# To sharpen?



## mkindustrial (Feb 10, 2011)

Just wondering if most people sharpen their own bits, replace them or send them out for sharpening? At what point are they just junk?


----------



## Phil P (Jul 25, 2010)

I carry a couple of small diamond hones in my working kit to touch up dull bits as a get out of jail card, but other than that I send them out for sharpening. A decent bit will give you 6 or more sharpenings. Cheap Chinese ones aren't worth grinding IMHO because they're often less to replace than to grind

Phil


----------



## kp91 (Sep 10, 2004)

If you have a special bit, you can try Magnate.net

Magnate

Just remember shipping both ways.....


----------



## allthunbs (Jun 22, 2008)

Are there instructions somewhere on how to sharpen router bits?


----------



## Cherryville Chuck (Sep 28, 2010)

allthunbs said:


> Are there instructions somewhere on how to sharpen router bits?


Hi Ron,
I do just like Phil does, except I use my 6" x 2" diamond hones. Lay them down on the edge of a table or bench and press the flat side of the bit onto them if they are not chip limiting style. Chip limiting style you may have to hold both in your hands because the carbide is in a slot in the body. I have used the "files" I think he is talking about and they work well too. You can find them at some (hunting) sports shops as they are used to sharpen arrow broadheads. Like Phil said, not as good as factory, but will make a noticeable improvement. The added advantage is that it is cheap and done when you need it.


----------



## gav (Oct 12, 2009)

This ingenious Russian guy has a jig for sharpening bits.


----------



## derek willis (Jan 21, 2009)

I do 'touch-up sharpening' with a diamond hone on all my bits, but there comes a time when you have to send them off for re-grinding, you would be amazed at the difference this makes.
Derek.


----------



## allthunbs (Jun 22, 2008)

Anybody got pictures? Tutorial? something for future reference?


----------



## istracpsboss (Sep 14, 2008)

gav said:


> This ingenious Russian guy has a jig for sharpening bits.
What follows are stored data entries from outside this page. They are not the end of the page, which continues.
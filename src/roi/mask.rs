//! Tri-state voxel mask backing the isocontour and freehand ROI shapes.
//!
//! Cells are 0 (outside), 1 (boundary) or 2 (interior). The storage is
//! shared when an ROI is duplicated without redrawing, and cloned on the
//! first edit through either handle, so edits never leak between copies.

use std::cell::Cell;
use std::sync::Arc;

use ndarray::Array3;

use crate::index::{BoxDim, Index3};
use crate::types::{Point, Vector, Weight};

pub const OUTSIDE: u8 = 0;
pub const EDGE:    u8 = 1;
pub const INSIDE:  u8 = 2;

/// Fraction contributed by a mask cell. The 0.5 for boundary cells softens
/// the binary mask so statistics don't see harsh edges; it is a fixed
/// legacy constant, not derived from any physical model.
#[inline]
pub fn weight_of(value: u8) -> Weight {
    match value {
        OUTSIDE => 0.0,
        EDGE    => 0.5,
        INSIDE  => 1.0,
        other   => panic!("mask cells are tri-state (0/1/2); found {other}"),
    }
}

/// Mask storage: a 3-d cell grid (`[z, y, x]` layout) with its own cell
/// size, expressed in the owning ROI's frame. The center of mass is
/// computed lazily and cached until the next edit.
#[derive(Clone, Debug)]
pub struct Mask {
    data: Arc<Array3<u8>>,
    voxel_size: Vector,
    com: Cell<Option<Point>>,
    com_evals: Cell<usize>,
}

impl Mask {

    pub fn empty(voxel_size: Vector) -> Self {
        Self::new(Array3::zeros((0, 0, 0)), voxel_size)
    }

    pub fn new(data: Array3<u8>, voxel_size: Vector) -> Self {
        assert!(voxel_size.iter().all(|&s| s > 0.0),
                "mask voxel size must be positive: {voxel_size:?}");
        debug_assert!(data.iter().all(|&v| v <= INSIDE),
                      "mask cells are tri-state (0/1/2)");
        Mask {
            data: Arc::new(data),
            voxel_size,
            com: Cell::new(None),
            com_evals: Cell::new(0),
        }
    }

    pub fn is_empty(&self) -> bool { self.data.is_empty() }

    /// Cell grid dimensions `[nx, ny, nz]`.
    pub fn dim(&self) -> BoxDim {
        let (nz, ny, nx) = self.data.dim();
        [nx, ny, nz]
    }

    pub fn voxel_size(&self) -> Vector { self.voxel_size }

    pub fn set_voxel_size(&mut self, voxel_size: Vector) -> bool {
        assert!(voxel_size.iter().all(|&s| s > 0.0),
                "mask voxel size must be positive: {voxel_size:?}");
        if self.voxel_size == voxel_size { return false; }
        self.voxel_size = voxel_size;
        self.com.set(None);
        true
    }

    pub fn data(&self) -> &Array3<u8> { &self.data }

    /// Cell value by index; out-of-bounds indices are a contract violation.
    #[inline]
    pub fn value(&self, [x, y, z]: Index3) -> u8 {
        self.data[[z, y, x]]
    }

    /// Nearest-neighbor lookup for a point in the ROI's frame. Points
    /// outside the grid are outside the region.
    #[inline]
    pub fn sample(&self, p: Point) -> u8 {
        let i = (p.x / self.voxel_size.x).floor();
        let j = (p.y / self.voxel_size.y).floor();
        let k = (p.z / self.voxel_size.z).floor();
        if i < 0.0 || j < 0.0 || k < 0.0 { return OUTSIDE; }
        let (nz, ny, nx) = self.data.dim();
        let (i, j, k) = (i as usize, j as usize, k as usize);
        if i >= nx || j >= ny || k >= nz { return OUTSIDE; }
        self.data[[k, j, i]]
    }

    /// Set one cell, cloning the storage first if it is shared with
    /// another ROI. Reports whether the cell actually changed.
    pub fn paint(&mut self, [x, y, z]: Index3, value: u8) -> bool {
        assert!(value <= INSIDE, "mask cells are tri-state (0/1/2); got {value}");
        let [nx, ny, nz] = self.dim();
        assert!(x < nx && y < ny && z < nz,
                "cell [{x}, {y}, {z}] outside mask dimensions [{nx}, {ny}, {nz}]");
        if self.data[[z, y, x]] == value { return false; }
        Arc::make_mut(&mut self.data)[[z, y, x]] = value;
        self.com.set(None);
        true
    }

    /// Whether this mask still shares storage with `other` (i.e. neither
    /// side has been edited since the duplication).
    pub fn shares_storage_with(&self, other: &Mask) -> bool {
        Arc::ptr_eq(&self.data, &other.data)
    }

    /// Mass-weighted centroid of the region, in the ROI's own frame:
    /// interior cells count fully, boundary cells at half weight. `None`
    /// for a mask with no marked cells.
    pub fn center_of_mass(&self) -> Option<Point> {
        if let Some(cached) = self.com.get() {
            return Some(cached);
        }
        self.com_evals.set(self.com_evals.get() + 1);
        let s = self.voxel_size;
        let mut total = 0.0;
        let mut sum = Vector::zeros();
        for ((z, y, x), &v) in self.data.indexed_iter() {
            let w = weight_of(v);
            if w == 0.0 { continue; }
            total += w;
            sum += w * Vector::new((x as f64 + 0.5) * s.x,
                                   (y as f64 + 0.5) * s.y,
                                   (z as f64 + 0.5) * s.z);
        }
        if total == 0.0 { return None; }
        let com = Point::from(sum / total);
        self.com.set(Some(com));
        Some(com)
    }

    pub fn center_of_mass_cached(&self) -> bool {
        self.com.get().is_some()
    }

    #[cfg(test)]
    pub(crate) fn center_of_mass_evals(&self) -> usize {
        self.com_evals.get()
    }
}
Interesting. He is using a diamond wheel, but I would have thought that it would be going much too fast and without a stream of water on it would be likely to clog.
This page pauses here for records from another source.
use nalgebra as na;

/// A displacement or size in 3D. Dimensionless reals.
pub type Vector = na::Vector3<f64>;

pub fn vector_is_finite(v: &Vector) -> bool {
    v.iter().all(|c| c.is_finite())
}
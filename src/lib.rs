mod types;
pub use types::*;

pub mod analysis;
pub mod dataset;
pub mod index;
pub mod io;
pub mod roi;
pub mod space;
pub mod utils;
pub mod volume;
Whenever I've used a diamond wheel the dedicated machine was running so slowly that I could stop it with my finger.

BTW, for translating the Cyrillic I highlight, right click and choose translation. Russian isn't there, so I choose Japanese. When the Babelfish screen appears, I change the language in the drop down menu to Russian, which _does_ now show and reclick on translate. Does anyone know how to get all the extra languages to show in the initial language option list so that it will translate without needing to go through two stages?

Cheers

Peter


----------



## gav (Oct 12, 2009)

Hi Peter, I use google chrome browser and it automatically gives me the option to translate any foreign language site into what ever language i want that's on their list.


----------



## Phil P (Jul 25, 2010)

allthunbs said:


> Are there instructions somewhere on how to sharpen router bits?
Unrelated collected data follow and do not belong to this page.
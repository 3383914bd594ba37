// ----------------------------------- CLI -----------------------------------
use clap::Parser;
use std::path::PathBuf;

use amapola::utils::parse_triplet;

#[derive(clap::Parser, Debug, Clone)]
#[clap(name = "roistats", about = "Quantify regions of interest in a raw image volume")]
pub struct Cli {

    /// Raw image file (little-endian f32, x varying fastest)
    #[clap(short = 'f', long)]
    pub input_file: PathBuf,

    /// Number of voxels in each dimension
    #[clap(short, long, value_parser = parse_triplet::<usize>, default_value = "128,128,128")]
    pub nvoxels: (usize, usize, usize),

    /// Voxel size in mm
    #[clap(short, long, value_parser = parse_triplet::<f64>, default_value = "1,1,1")]
    pub voxel_size: (f64, f64, f64),

    /// TOML file describing the regions to quantify
    #[clap(short, long)]
    pub rois: PathBuf,

    /// Classify with sub-voxel sampling: slower, but boundary voxels are
    /// weighted by their fractional overlap
    #[clap(short, long)]
    pub accurate: bool,

}
// --------------------------------------------------------------------------------

use std::error::Error;

use indicatif::{ProgressBar, ProgressStyle};
use serde::Deserialize;

use amapola::analysis::analyze_all;
use amapola::dataset::DataSet;
use amapola::roi::{Kind, Roi};
use amapola::{Point, Vector};

#[derive(Deserialize, Debug)]
#[serde(deny_unknown_fields)]
struct RoiFile {
    roi: Vec<RoiDef>,
}

#[derive(Deserialize, Debug)]
#[serde(deny_unknown_fields)]
struct RoiDef {

    name: String,

    shape: ShapeDef,

    /// Center of the region in mm, base frame
    center: [f64; 3],

    /// Full extents of the region in mm
    size: [f64; 3],

    /// Rotation of the region about its center, degrees about the z axis
    #[serde(default)]
    rotation_deg: f64,
}

#[derive(Deserialize, Debug, Clone, Copy)]
#[serde(rename_all = "snake_case")]
enum ShapeDef { Ellipsoid, Cylinder, Box }

fn build_roi(def: &RoiDef) -> Roi {
    let kind = match def.shape {
        ShapeDef::Ellipsoid => Kind::Ellipsoid,
        ShapeDef::Cylinder  => Kind::Cylinder,
        ShapeDef::Box       => Kind::Box,
    };
    let mut roi = Roi::new(def.name.as_str(), kind);
    let size = Vector::new(def.size[0], def.size[1], def.size[2]);
    let center = Point::new(def.center[0], def.center[1], def.center[2]);
    // the region's frame origin sits at its near corner
    roi.volume_mut().space_mut().shift(center - Point::from(size / 2.0));
    roi.set_corner(Point::from(size));
    if def.rotation_deg != 0.0 {
        roi.volume_mut().space_mut()
            .rotate_on_vector(Vector::z(), def.rotation_deg.to_radians(), center);
    }
    roi
}

fn main() -> Result<(), Box<dyn Error>> {
    env_logger::init();
    let args = Cli::parse();

    let (nx, ny, nz) = args.nvoxels;
    let voxel_size = Vector::new(args.voxel_size.0, args.voxel_size.1, args.voxel_size.2);
    let ds = DataSet::from_raw_file(&args.input_file, args.nvoxels, voxel_size)?;
    println!("Loaded {}: {nx}x{ny}x{nz} voxels of {:.2}x{:.2}x{:.2} mm",
             args.input_file.display(), voxel_size.x, voxel_size.y, voxel_size.z);

    let config: RoiFile = toml::from_str(&std::fs::read_to_string(&args.rois)?)?;

    println!("{:<16} {:>5} {:>4} {:>11} {:>11} {:>11} {:>11} {:>11} {:>13} {:>12}",
             "roi", "frame", "gate", "mean", "median", "sd", "min", "max", "total", "volume/mm3");
    for def in &config.roi {
        let roi = build_roi(def);

        let bar = ProgressBar::new(1000);
        bar.set_style(ProgressStyle::default_bar()
                      .template("[{elapsed_precise}] {wide_bar} {percent:>3}% {msg}")?);
        let mut update = |message: Option<&str>, fraction: f64| {
            if let Some(message) = message { bar.set_message(message.to_owned()); }
            if fraction < 0.0 {
                bar.tick();
            } else if fraction > 1.0 {
                bar.finish_and_clear();
            } else {
                bar.set_position((fraction * 1000.0) as u64);
            }
            true
        };

        let stats = analyze_all(&roi, &ds, args.accurate, &mut update)?
            .expect("the progress bar never cancels");

        for (frame, row) in stats.iter().enumerate() {
            for (gate, s) in row.iter().enumerate() {
                println!("{:<16} {:>5} {:>4} {:>11.4} {:>11.4} {:>11.4} {:>11.4} {:>11.4} {:>13.4} {:>12.3}",
                         def.name, frame, gate,
                         s.mean, s.median, s.variance.sqrt(),
                         s.min, s.max, s.total, s.volume);
            }
        }
    }
    Ok(())
}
Might I suggest this page on the Trend web site? It shows the use of diamond hone cards. I use the small flat double-sided diamond hones which they sell for knife honing but the principle is the same; only ever use the hone on the flat face, never on the edge, and give each flute the same number of swipes. I, too, find the method of laying the hone flat on the bench and moving the cutter that Cherryville Chuck suggests to be the quickest and best approach. Incidentally I recently bought some engineering lapping fluid from a machinists shop (which is essentially refined paraffin oil, like the stuff you use in lamps, only smells a bit less) and I find that a lot better on hones than water because using water can lead to rust streaks on the hones if you forget to dry them before they're put away.


----------



## derek willis (Jan 21, 2009)

Phil has the right idea, that is exactly what I do, only I use WD40 for lubricant, but as I said before this will only work for a time eventually you must have them professionally re-ground to have optimum performance.
Derek.


----------



## mirock (Jul 14, 2011)

istracpsboss said:


> Interesting. He is using a diamond wheel, but I would have thought that it would be going much too fast and without a stream of water on it would be likely to clog.
> 
> Whenever I've used a diamond wheel the dedicated machine was running so slowly that I could stop it with my finger.
> 
> ...


Most method for translate at russian - translate.google.com

Maybe I should add English text directly to the page.

You should have a high speed diamond disc - no less than 6000 rpm. This methode no need to water.


----------